聽說當年我媽還懷著我的時候,曾在一條黑鱗大蛇嘴里救下了我爸。
那天暴雨沖塌了回村的山路,一口黝黑的棺材跟著碎石泥漿一起從山上滾了下來,恰好就砸在當時趕去修路搶險的我爸邊上。
棺材轟隆落地,蓋子傾翻碎裂,一股濃郁的桂花香氣混著烈酒的味道充斥雨中,然后在場的人都親眼見到一條碗口粗的大蛇,踉踉蹌蹌地從棺材里滾了出來。
那蛇頭頂有兩個三角鼓包,渾身黑鱗光澤清亮,蛇身弓著扭動幾下,慢慢盤臥在棺材前,像是守著獵物一樣圈著我爸。
誰也沒見過這麼大的一條蛇,何況這蛇怎麼看都不像是平凡俗物,一時間誰也不敢冒然上前。
我媽聽說我爸出了事,連忙一個人挺著肚子冒雨去找他,并壯著膽當場給那條蛇磕頭下跪,額頭血跡混著雨水淌了一地,只求它放我爸一條生路。
那條蛇忽然抬起了頭,蛇身蜿蜒游到我媽面前,兩只金黃的蛇眼直盯著她的肚子,還伸出蛇信輕輕觸了一下。
就在眾人以為我媽要被蛇吞了的時候,忽然一陣大風卷著雨霧迷住了所有人的眼,等人們再回神時,那條大蛇已經消失不見了。
我爸就此撿回一條命,但從那以后,我媽開始成天夜里夢蛇。
一開始她只是夢見那條渾身黑鱗的大蛇昂首抬頭盤在遠處,用一雙豎瞳幽幽地看著她。
后來隨著月份越來越大,她開始頻繁的夢游,經常半夜無聲無息的一個人跑到村后野山上,等第二天別人發現她時,她就像條蛇一樣手腳并攏直挺挺地趴在泥里,頭微仰著兩眼翻白,嘴里跟蛇吐信似的,發出“嘶嘶”的聲音。
村里老人都說,我媽這是被蛇纏了夢,肚子里準是個蛇伢女。
蛇伢女其實就是被蛇惦記上的姑娘,按老人家的話來講,這樣的孩子在娘胎里就被打上了烙印,以后說不準,是要被山里的東西接走的。
我媽不管不顧地生下我,自己卻丟了命。
不知道是不是真的應驗了“蛇伢女”的說法,我生下來手上就有那兩點紅色印記,而且一連好幾年,蛇群每逢端午就烏泱泱的往我家里聚。
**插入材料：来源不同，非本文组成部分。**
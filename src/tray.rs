//! Tray container
//!
//! Owns the configuration stores, the timer queue, and an explicit
//! registry mapping icon ids to their item and icon. Configuration
//! changes reach icons through per-icon observers registered on the
//! icon config; item changes are routed in through
//! [`Tray::item_changed`] with the property set that changed.
//!
//! Managers run as step-wise state machines: while a manage or
//! unmanage run is in flight the tray is busy and further runs queue
//! up behind it.

#![allow(dead_code)]

use std::cell::RefCell;
use std::collections::{HashMap, VecDeque};
use std::rc::{Rc, Weak};
use std::time::Instant;

use image::RgbaImage;
use tracing::debug;

use crate::config::{AttributeChange, Configurable, IconConfig, TrayConfig};
use crate::icon::animation::GREYED_OUT_ALPHA;
use crate::icon::scheduler::{TimerKey, TimerQueue};
use crate::icon::{Icon, IconId, IconSurface};
use crate::item::{Item, ItemProperty};

/// Builds the host surface for a newly added icon.
pub type SurfaceFactory = Box<dyn Fn(IconId) -> Box<dyn IconSurface>>;

/// Result of one manager step.
#[derive(Debug, Clone, Copy, PartialEq, Eq)]
pub enum StepResult {
    /// More steps remain; the tray stays busy.
    Yield,
    /// This manager is finished with the current run.
    Done,
}

/// Step-wise setup/teardown attached to a tray.
///
/// Steps run one at a time from [`Tray::pump`]; a manager that needs
/// to add or remove items captures the handles it needs at
/// construction.
pub trait TrayManager {
    fn manage_step(&mut self) -> StepResult;
    fn unmanage_step(&mut self) -> StepResult;
}

#[derive(Debug, Clone, Copy, PartialEq, Eq)]
enum RunKind {
    Manage,
    Unmanage,
}

struct ActiveRun {
    kind: RunKind,
    index: usize,
}

/// Per-icon observer wired into the icon config.
///
/// Holds weak references; a destroyed icon silently drops out. The
/// arrow cache is shared with the config's edge hook, which runs
/// before this observer, so the arrow is always current for the edge
/// being dispatched.
struct IconBinding {
    item: Weak<dyn Item>,
    icon: Weak<RefCell<Icon>>,
    arrow: Rc<RefCell<Option<RgbaImage>>>,
}

impl Configurable for IconBinding {
    fn attribute_changed(&self, change: &AttributeChange<'_>) {
        let Some(icon) = self.icon.upgrade() else {
            return;
        };
        match change.key {
            "size" => {
                let size = change.new.as_int() as u32;
                if let Some(item) = self.item.upgrade() {
                    if let Some(pixbuf) = item.get_icon(size) {
                        let mut icon = icon.borrow_mut();
                        icon.set_pixbuf(Some(pixbuf));
                        icon.set_alpha(item_alpha(item.as_ref()));
                    }
                }
                icon.borrow_mut().set_size(size);
            }
            "edge" => {
                let arrow = self.arrow.borrow().clone();
                icon.borrow_mut().set_edge(change.new.as_edge(), arrow);
            }
            "effects" => icon.borrow_mut().set_effects(change.new.as_bool()),
            "hidden" => {
                let hidden = change.new.as_bool();
                let item_visible = self
                    .item
                    .upgrade()
                    .map(|item| item.is_visible())
                    .unwrap_or(false);
                if !hidden && item_visible {
                    icon.borrow_mut().show();
                } else {
                    icon.borrow_mut().hide();
                }
            }
            _ => {}
        }
    }
}

fn item_alpha(item: &dyn Item) -> u8 {
    if item.is_greyed_out() {
        GREYED_OUT_ALPHA
    } else {
        0xff
    }
}

struct TrayEntry {
    item: Rc<dyn Item>,
    icon: Rc<RefCell<Icon>>,
    binding: Rc<dyn Configurable>,
}

/// The tray: configuration, icon registry, timers, and managers.
pub struct Tray {
    icon_config: IconConfig,
    tray_config: TrayConfig,
    timers: Rc<RefCell<TimerQueue>>,
    entries: HashMap<IconId, TrayEntry>,
    order: Vec<IconId>,
    next_id: u64,
    surface_factory: SurfaceFactory,
    managers: Vec<Box<dyn TrayManager>>,
    busy: bool,
    pending_runs: VecDeque<RunKind>,
    active: Option<ActiveRun>,
}

impl Tray {
    pub fn new(
        icon_config: IconConfig,
        tray_config: TrayConfig,
        surface_factory: SurfaceFactory,
    ) -> Self {
        Self {
            icon_config,
            tray_config,
            timers: Rc::new(RefCell::new(TimerQueue::new())),
            entries: HashMap::new(),
            order: Vec::new(),
            next_id: 0,
            surface_factory,
            managers: Vec::new(),
            busy: false,
            pending_runs: VecDeque::new(),
            active: None,
        }
    }

    pub fn icon_config(&self) -> &IconConfig {
        &self.icon_config
    }

    pub fn icon_config_mut(&mut self) -> &mut IconConfig {
        &mut self.icon_config
    }

    pub fn tray_config(&self) -> &TrayConfig {
        &self.tray_config
    }

    pub fn tray_config_mut(&mut self) -> &mut TrayConfig {
        &mut self.tray_config
    }

    /// Add an item: builds an icon, syncs the full initial state, and
    /// shows it if the item and the tray agree it should be visible.
    pub fn add_item(&mut self, item: Rc<dyn Item>) -> IconId {
        self.next_id += 1;
        let id = IconId::new(self.next_id);
        let surface = (self.surface_factory)(id);
        let mut icon = Icon::new(id, self.timers.clone(), surface);

        icon.set_edge(self.icon_config.edge(), self.icon_config.arrow());
        icon.set_effects(self.icon_config.effects());
        icon.set_size(self.icon_config.size());
        icon.set_tooltip(&item.name());
        if let Some(pixbuf) = item.get_icon(self.icon_config.size()) {
            icon.set_pixbuf(Some(pixbuf));
            icon.set_alpha(item_alpha(item.as_ref()));
        }
        icon.set_zoom_factor(item.zoom());
        icon.set_has_arrow(item.has_arrow());
        icon.set_emblem(item.emblem());

        let icon = Rc::new(RefCell::new(icon));
        let binding: Rc<dyn Configurable> = Rc::new(IconBinding {
            item: Rc::downgrade(&item),
            icon: Rc::downgrade(&icon),
            arrow: self.icon_config.arrow_cache(),
        });
        self.icon_config.register(binding.clone());

        if item.is_visible() && !self.icon_config.hidden() {
            icon.borrow_mut().show();
        }
        if item.is_blinking() {
            icon.borrow_mut().set_blinking(true);
        }

        debug!(icon = %id, name = %item.name(), "item added");
        self.entries.insert(id, TrayEntry { item, icon, binding });
        self.order.push(id);
        id
    }

    /// Remove an item. Its icon zooms out, then the terminal destroy
    /// action fires and the entry is reaped.
    pub fn remove_item(&mut self, id: IconId) {
        let Some(entry) = self.entries.get(&id) else {
            return;
        };
        entry.icon.borrow_mut().destroy();
        self.reap();
    }

    /// Route an item change through the matching icon updates.
    pub fn item_changed(&mut self, id: IconId, props: &[ItemProperty]) {
        let Some(entry) = self.entries.get(&id) else {
            return;
        };
        let item = entry.item.clone();
        let icon = entry.icon.clone();

        for prop in props {
            match prop {
                ItemProperty::Name => icon.borrow_mut().set_tooltip(&item.name()),
                ItemProperty::Icon | ItemProperty::GreyedOut => {
                    if let Some(pixbuf) = item.get_icon(self.icon_config.size()) {
                        let mut icon = icon.borrow_mut();
                        icon.set_pixbuf(Some(pixbuf));
                        icon.set_alpha(item_alpha(item.as_ref()));
                    }
                }
                ItemProperty::Zoom => icon.borrow_mut().set_zoom_factor(item.zoom()),
                ItemProperty::HasArrow => icon.borrow_mut().set_has_arrow(item.has_arrow()),
                ItemProperty::Visibility => {
                    if item.is_visible() && !self.icon_config.hidden() {
                        icon.borrow_mut().show();
                    } else {
                        icon.borrow_mut().hide();
                    }
                }
                ItemProperty::Blinking => icon.borrow_mut().set_blinking(item.is_blinking()),
                ItemProperty::Emblem => icon.borrow_mut().set_emblem(item.emblem()),
            }
        }
    }

    pub fn icon(&self, id: IconId) -> Option<Rc<RefCell<Icon>>> {
        self.entries.get(&id).map(|e| e.icon.clone())
    }

    pub fn item(&self, id: IconId) -> Option<Rc<dyn Item>> {
        self.entries.get(&id).map(|e| e.item.clone())
    }

    /// Icon ids in registration order.
    pub fn ids(&self) -> Vec<IconId> {
        self.order.clone()
    }

    pub fn len(&self) -> usize {
        self.entries.len()
    }

    pub fn is_empty(&self) -> bool {
        self.entries.is_empty()
    }

    /// Deadline of the earliest pending animation timer.
    pub fn next_timer_due(&self) -> Option<Instant> {
        self.timers.borrow().next_due()
    }

    /// Fire the earliest pending timer, dispatching to its icon.
    /// Returns false when no timer was pending.
    pub fn fire_next_timer(&mut self) -> bool {
        let fired = self.timers.borrow_mut().fire_next();
        let Some((_, key)) = fired else {
            return false;
        };
        let icon = self.entries.get(&key.icon()).map(|e| e.icon.clone());
        if let Some(icon) = icon {
            match key {
                TimerKey::Tick(_) => icon.borrow_mut().on_tick(),
                TimerKey::Blink(_) => icon.borrow_mut().on_blink(),
            }
            if icon.borrow().is_destroyed() {
                self.reap();
            }
        }
        true
    }

    /// Drop destroyed icons: unregister their config binding and
    /// cancel whatever timers they had left.
    fn reap(&mut self) {
        let dead: Vec<IconId> = self
            .entries
            .iter()
            .filter(|(_, e)| e.icon.borrow().is_destroyed())
            .map(|(id, _)| *id)
            .collect();
        for id in dead {
            if let Some(entry) = self.entries.remove(&id) {
                self.icon_config.unregister(&entry.binding);
                self.timers.borrow_mut().cancel_icon(id);
                self.order.retain(|other| *other != id);
                debug!(icon = %id, "icon reaped");
            }
        }
    }

    // --- managers ---

    pub fn add_manager(&mut self, manager: Box<dyn TrayManager>) {
        self.managers.push(manager);
    }

    /// Queue a manage run. Runs one at a time: while a previous
    /// manage/unmanage run is in flight the new run waits.
    pub fn manage(&mut self) {
        self.pending_runs.push_back(RunKind::Manage);
        self.try_start_run();
    }

    /// Queue an unmanage run.
    pub fn unmanage(&mut self) {
        self.pending_runs.push_back(RunKind::Unmanage);
        self.try_start_run();
    }

    /// Queue an unmanage followed by a manage.
    pub fn refresh_managers(&mut self) {
        self.pending_runs.push_back(RunKind::Unmanage);
        self.pending_runs.push_back(RunKind::Manage);
        self.try_start_run();
    }

    pub fn is_busy(&self) -> bool {
        self.busy
    }

    fn try_start_run(&mut self) {
        if self.busy {
            return;
        }
        if let Some(kind) = self.pending_runs.pop_front() {
            self.busy = true;
            self.active = Some(ActiveRun { kind, index: 0 });
        }
    }

    /// Advance the active manager run one step. Returns true while
    /// work remains (active or queued).
    pub fn pump(&mut self) -> bool {
        if self.active.is_none() {
            self.try_start_run();
        }
        let Some(run) = self.active.as_mut() else {
            return false;
        };

        if run.index < self.managers.len() {
            let result = match run.kind {
                RunKind::Manage => self.managers[run.index].manage_step(),
                RunKind::Unmanage => self.managers[run.index].unmanage_step(),
            };
            if result == StepResult::Done {
                run.index += 1;
            }
        }

        if self.active.as_ref().is_some_and(|r| r.index >= self.managers.len()) {
            self.active = None;
            self.busy = false;
            self.try_start_run();
        }

        self.active.is_some() || !self.pending_runs.is_empty()
    }
}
我爸用盡雄黃蟲藥都驅逐不動,非得把我領出來給蛇群朝拜之后,它們才肯慢慢離去。
直到七歲那年,村子里來了個獨眼老婦,叫作梅婆婆。
她上我家找到了我,說是可以給我避穢改命,我爸簡直求之不得,當即就同意了。
隨后梅婆婆掏出一只血紅的壁虎和一條細小的銀蛇,跟一塊純白的玉一起丟到藥臼里搗碎,又將搗磨出來的漿糊涂在我手腕的紅點上。
神奇的是,那兩顆紅點就這樣消失了,連一點痕跡都不剩。
她還給了我爸一只獨腳公雞,讓他養在院子里,并交代我,今后不許和任何人提起自己手腕上有過這樣的印記。
之后的端午節,蛇群果然沒有再來。
但一切并沒因此結束,隨之發生的,是更令人感到恐懼的事情。
我這個“蛇伢女”生來跟別的孩子不太一樣,不僅模樣清麗漂亮得不像話,七歲前還跟個啞巴似的一聲不吭。
等好不容易終于會說話了,開口第一句就是指著村里一個老伯,跟人家說“你快死了”。
剛開始別人只當我小孩子胡言亂語,誰知三天之后,那個人遭逢意外不幸身亡。
不僅死狀難看,尸體還爬滿了密集的活蛇。
之后接二連三發生了好幾次這樣的事,村子里到處都說是我這個蛇伢女咒死了人。唯獨幾個老人顫著手喃語,不停低聲說著“報應來了“。
我爸因為這事兒打了我不止一頓,勒令我不許再胡說八道。